What you have to do.
Look through the entries below. Report each line that has the word "previous" in it.
Top of Source material
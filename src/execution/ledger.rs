use rust_decimal::Decimal;
use serde::{Deserialize, Serialize};
use std::collections::BTreeMap;
use thiserror::Error;

use crate::models::SymbolTradingRules;

#[derive(Debug, Error, PartialEq)]
pub enum LedgerError {
    #[error("unknown pair {0}")]
    UnknownPair(String),

    #[error("{0} is already holding a position")]
    AlreadyHolding(String),

    #[error("{0} has no open position")]
    NotHolding(String),

    #[error("invalid fill for {pair}: quantity {quantity}, price {price}")]
    InvalidFill {
        pair: String,
        quantity: Decimal,
        price: Decimal,
    },
}

/// Holding state and capital pool of one trading pair
///
/// Entry, stop and take-profit prices of 0 mean "unknown / not set".
#[derive(Debug, Clone, Default, PartialEq, Serialize, Deserialize)]
pub struct PositionRecord {
    pub holding: bool,
    pub quantity_held: Decimal,
    pub average_entry_price: Decimal,
    pub allocated_capital: Decimal,
    pub stop_loss_price: Decimal,
    pub take_profit_price: Decimal,
}

impl PositionRecord {
    pub fn with_capital(allocated_capital: Decimal) -> Self {
        Self {
            allocated_capital,
            ..Self::default()
        }
    }

    pub fn entry_known(&self) -> bool {
        self.average_entry_price > Decimal::ZERO
    }
}

/// Result of reconciling a record with the exchange balance
#[derive(Debug, Clone, PartialEq)]
pub enum SyncOutcome {
    /// Ledger and exchange agree
    InSync,
    /// Holding flag agreed but the held quantity was refreshed
    QuantityRefreshed { previous: Decimal, current: Decimal },
    /// Holding flag was wrong and has been replaced by the exchange view
    Corrected {
        now_holding: bool,
        balance: Decimal,
        /// Estimated value returned to the pool when a position vanished
        released_capital: Decimal,
    },
}

/// Persistable part of the ledger
#[derive(Debug, Clone, Default, PartialEq, Serialize, Deserialize)]
pub struct LedgerSnapshot {
    pub records: BTreeMap<String, PositionRecord>,
    pub realized_pnl: Decimal,
    pub trade_count: u64,
}

/// Per-pair position and capital bookkeeping
///
/// Owned by the coordinator and mutated only from the trading loop.
#[derive(Debug, Clone)]
pub struct PositionLedger {
    records: BTreeMap<String, PositionRecord>,
    stop_loss_fraction: Decimal,
    take_profit_fraction: Decimal,
    realized_pnl: Decimal,
    trade_count: u64,
}

impl PositionLedger {
    pub fn new(stop_loss_fraction: Decimal, take_profit_fraction: Decimal) -> Self {
        Self {
            records: BTreeMap::new(),
            stop_loss_fraction,
            take_profit_fraction,
            realized_pnl: Decimal::ZERO,
            trade_count: 0,
        }
    }

    /// Add a pair with an initial capital pool (replaces any existing record)
    pub fn register(&mut self, pair: impl Into<String>, allocated_capital: Decimal) {
        self.records
            .insert(pair.into(), PositionRecord::with_capital(allocated_capital));
    }

    pub fn contains(&self, pair: &str) -> bool {
        self.records.contains_key(pair)
    }

    pub fn get(&self, pair: &str) -> Option<&PositionRecord> {
        self.records.get(pair)
    }

    pub fn is_holding(&self, pair: &str) -> bool {
        self.records.get(pair).is_some_and(|r| r.holding)
    }

    pub fn records(&self) -> impl Iterator<Item = (&String, &PositionRecord)> {
        self.records.iter()
    }

    pub fn realized_pnl(&self) -> Decimal {
        self.realized_pnl
    }

    pub fn trade_count(&self) -> u64 {
        self.trade_count
    }

    fn record_mut(&mut self, pair: &str) -> Result<&mut PositionRecord, LedgerError> {
        self.records
            .get_mut(pair)
            .ok_or_else(|| LedgerError::UnknownPair(pair.to_string()))
    }

    /// Record a filled buy: capital moves from the pool into the position
    pub fn open(&mut self, pair: &str, quantity: Decimal, price: Decimal) -> Result<(), LedgerError> {
        if quantity <= Decimal::ZERO || price <= Decimal::ZERO {
            return Err(LedgerError::InvalidFill {
                pair: pair.to_string(),
                quantity,
                price,
            });
        }

        let stop_loss_fraction = self.stop_loss_fraction;
        let take_profit_fraction = self.take_profit_fraction;
        let record = self.record_mut(pair)?;
        if record.holding {
            return Err(LedgerError::AlreadyHolding(pair.to_string()));
        }

        record.holding = true;
        record.quantity_held = quantity;
        record.average_entry_price = price;
        record.allocated_capital = Decimal::ZERO;
        record.stop_loss_price = stop_price(price, stop_loss_fraction);
        record.take_profit_price = target_price(price, take_profit_fraction);

        tracing::info!(
            "📗 Opened {} qty {} @ {} (stop {}, target {})",
            pair,
            quantity,
            price,
            record.stop_loss_price,
            record.take_profit_price
        );
        Ok(())
    }

    /// Record a filled sell: revenue becomes the pool for the next buy
    ///
    /// Returns realized P/L, or None when the entry price is unknown.
    pub fn close(
        &mut self,
        pair: &str,
        quantity_sold: Decimal,
        revenue: Decimal,
    ) -> Result<Option<Decimal>, LedgerError> {
        let record = self.record_mut(pair)?;
        if !record.holding {
            return Err(LedgerError::NotHolding(pair.to_string()));
        }

        let pnl = record
            .entry_known()
            .then(|| revenue - quantity_sold * record.average_entry_price);

        record.holding = false;
        record.quantity_held = Decimal::ZERO;
        record.average_entry_price = Decimal::ZERO;
        record.allocated_capital += revenue;
        record.stop_loss_price = Decimal::ZERO;
        record.take_profit_price = Decimal::ZERO;

        self.trade_count += 1;
        if let Some(pnl) = pnl {
            self.realized_pnl += pnl;
        }

        Ok(pnl)
    }

    /// Reconcile a pair with its real on-exchange balance
    ///
    /// The exchange wins whenever the holding flag disagrees with it. A
    /// correction loses the original fill context, so entry, stop and target
    /// become unknown. When a position vanished, its estimated proceeds
    /// (`mark_price`, or the entry price if no mark is known) go back into
    /// the pool so the pair can buy again.
    pub fn sync_with_exchange(
        &mut self,
        pair: &str,
        real_balance: Decimal,
        rules: &SymbolTradingRules,
        mark_price: Decimal,
    ) -> Result<SyncOutcome, LedgerError> {
        let record = self.record_mut(pair)?;
        let exchange_holding = !rules.is_dust(real_balance);

        if record.holding != exchange_holding {
            let mut released_capital = Decimal::ZERO;
            if exchange_holding {
                record.quantity_held = real_balance;
                record.allocated_capital = Decimal::ZERO;
            } else {
                let price = if mark_price > Decimal::ZERO {
                    mark_price
                } else {
                    record.average_entry_price
                };
                released_capital = record.quantity_held * price;
                record.allocated_capital += released_capital;
                record.quantity_held = Decimal::ZERO;
            }
            record.holding = exchange_holding;
            record.average_entry_price = Decimal::ZERO;
            record.stop_loss_price = Decimal::ZERO;
            record.take_profit_price = Decimal::ZERO;
            return Ok(SyncOutcome::Corrected {
                now_holding: exchange_holding,
                balance: real_balance,
                released_capital,
            });
        }

        if record.holding && record.quantity_held != real_balance {
            let previous = record.quantity_held;
            record.quantity_held = real_balance;
            return Ok(SyncOutcome::QuantityRefreshed {
                previous,
                current: real_balance,
            });
        }

        Ok(SyncOutcome::InSync)
    }

    /// Price fell under the stop of a held position
    pub fn stop_loss_triggered(&self, pair: &str, price: Decimal) -> bool {
        if self.stop_loss_fraction <= Decimal::ZERO {
            return false;
        }
        self.records.get(pair).is_some_and(|r| {
            r.holding && r.stop_loss_price > Decimal::ZERO && price < r.stop_loss_price
        })
    }

    /// Price reached the take-profit target of a held position
    pub fn take_profit_triggered(&self, pair: &str, price: Decimal) -> bool {
        self.records.get(pair).is_some_and(|r| {
            r.holding && r.take_profit_price > Decimal::ZERO && price >= r.take_profit_price
        })
    }

    pub fn snapshot(&self) -> LedgerSnapshot {
        LedgerSnapshot {
            records: self.records.clone(),
            realized_pnl: self.realized_pnl,
            trade_count: self.trade_count,
        }
    }

    /// Restore records for pairs that are registered; unknown pairs are ignored
    ///
    /// Stops and targets are recomputed from the current fractions.
    pub fn restore(&mut self, snapshot: LedgerSnapshot) -> usize {
        let mut restored = 0;
        for (pair, mut record) in snapshot.records {
            if let Some(slot) = self.records.get_mut(&pair) {
                if record.holding && record.entry_known() {
                    record.stop_loss_price = stop_price(record.average_entry_price, self.stop_loss_fraction);
                    record.take_profit_price =
                        target_price(record.average_entry_price, self.take_profit_fraction);
                }
                *slot = record;
                restored += 1;
            }
        }
        self.realized_pnl = snapshot.realized_pnl;
        self.trade_count = snapshot.trade_count;
        restored
    }
}

fn stop_price(entry: Decimal, fraction: Decimal) -> Decimal {
    if fraction > Decimal::ZERO {
        entry * (Decimal::ONE - fraction)
    } else {
        Decimal::ZERO
    }
}

fn target_price(entry: Decimal, fraction: Decimal) -> Decimal {
    if fraction > Decimal::ZERO {
        entry * (Decimal::ONE + fraction)
    } else {
        Decimal::ZERO
    }
}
Bottom of Source material
Task result.
    QuantityRefreshed { previous: Decimal, current: Decimal },
            let previous = record.quantity_held;
                previous,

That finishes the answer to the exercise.